Mouse α gfp

Twenty microgram of protein from whole‐cell lysate or 15 μL of eluted proteins from immunoprecipitation were separated by Tris/glycine SDS/PAGE (8% α‐actinin, 10% tubulin or actin, 12% SIKE), and transferred to a nitrocellulose membrane. The membrane was blocked in either 5% milk or 5% BSA (rabbit α‐tubulin‐HRP) in TBS/Tween.

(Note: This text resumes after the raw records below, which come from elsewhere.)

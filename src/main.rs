use std::sync::Arc;
use tracing_subscriber::{layer::SubscriberExt, util::SubscriberInitExt};

use api_rest::{AppState, config_from_env, router};

/// Main entry point for the TrialOS application
///
/// Serves the workflow REST API (with Swagger UI at `/swagger-ui`) until interrupted.
///
/// # Environment Variables
/// - `TRIALOS_REST_ADDR`: REST server address (default: "0.0.0.0:3000")
/// - `TRIALOS_DELAY_SCALE`: multiplier for simulated delays (default 1, 0 disables them)
/// - `TRIALOS_QUICK_ENTRY_MIN_CHARS`: minimum quick-entry summary length (default 20)
/// - `TRIALOS_CONSENT_FOLLOW_UP`: `list` or `review` after consent (default `list`)
/// - `TRIALOS_TRIAL_FIXTURES`: YAML file replacing the embedded trial catalogue
///
/// # Returns
/// * `Ok(())` - If the server starts and shuts down cleanly
/// * `Err(anyhow::Error)` - If configuration, startup or the server fails
#[tokio::main]
async fn main() -> anyhow::Result<()> {
    dotenvy::dotenv().ok();

    tracing_subscriber::registry()
        .with(
            tracing_subscriber::EnvFilter::from_default_env()
                .add_directive("trialos_run=info".parse()?)
                .add_directive("trialos_core=info".parse()?)
                .add_directive("api_rest=info".parse()?),
        )
        .with(tracing_subscriber::fmt::layer())
        .init();

    let rest_addr = std::env::var("TRIALOS_REST_ADDR").unwrap_or_else(|_| "0.0.0.0:3000".into());
    let cfg = Arc::new(config_from_env()?);

    let state = AppState::new(cfg)?;
    tracing::info!(
        trials = state.catalogue.len(),
        follow_up = ?state.cfg.consent_follow_up(),
        "++ Loaded trial catalogue"
    );
    tracing::info!("++ Starting TrialOS REST on {}", rest_addr);

    let listener = tokio::net::TcpListener::bind(&rest_addr).await?;
    axum::serve(listener, router(state))
        .with_graceful_shutdown(shutdown_signal())
        .await?;

    tracing::info!("-- TrialOS stopped");
    Ok(())
}

async fn shutdown_signal() {
    if let Err(e) = tokio::signal::ctrl_c().await {
        tracing::error!("failed to listen for shutdown signal: {}", e);
        std::future::pending::<()>().await;
    }
}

The immunoblot was probed for SIKE using mouse anti‐FLAG‐HRP or mouse anti‐HA or rabbit anti‐SIKE or cytoskeletal protein using either mouse‐α‐GFP (BioLegend) or rabbit α‐tubulin‐HRP (Cell Signaling Technology, Danvers, MA, USA) at 4 °C overnight. The blot was then washed with TBS/Tween: 6 × 5 min (rabbit anti‐FLAG‐HRP) or 3 × 5 min (all other blots). For blots requiring a secondary antibody, goat anti‐mouse or goat anti‐rabbit IgG‐HRP (Southern Biotech, Birmingham, AL, USA), was incubated with blot for 1 h, and washed with TBS/Tween (4 × 10 min). See Table 2 for antibody dilutions. Membranes were developed with Pierce ECL Plus reagent (Thermo Fisher Scientific) as per manufacturer's protocol and documented on a Gel Doc XR+ gel documentation system (Bio‐Rad) or a c‐DiGit blot scanner (LI‐COR, Lincoln, NE, USA). For whole lysate immunoblots, the blots were stripped, blocked in 5% milk TBS/Tween, probed for actin using mouse anti‐actin‐HRP, washed with TBS/Tween (7 × 5 min), and developed as described above.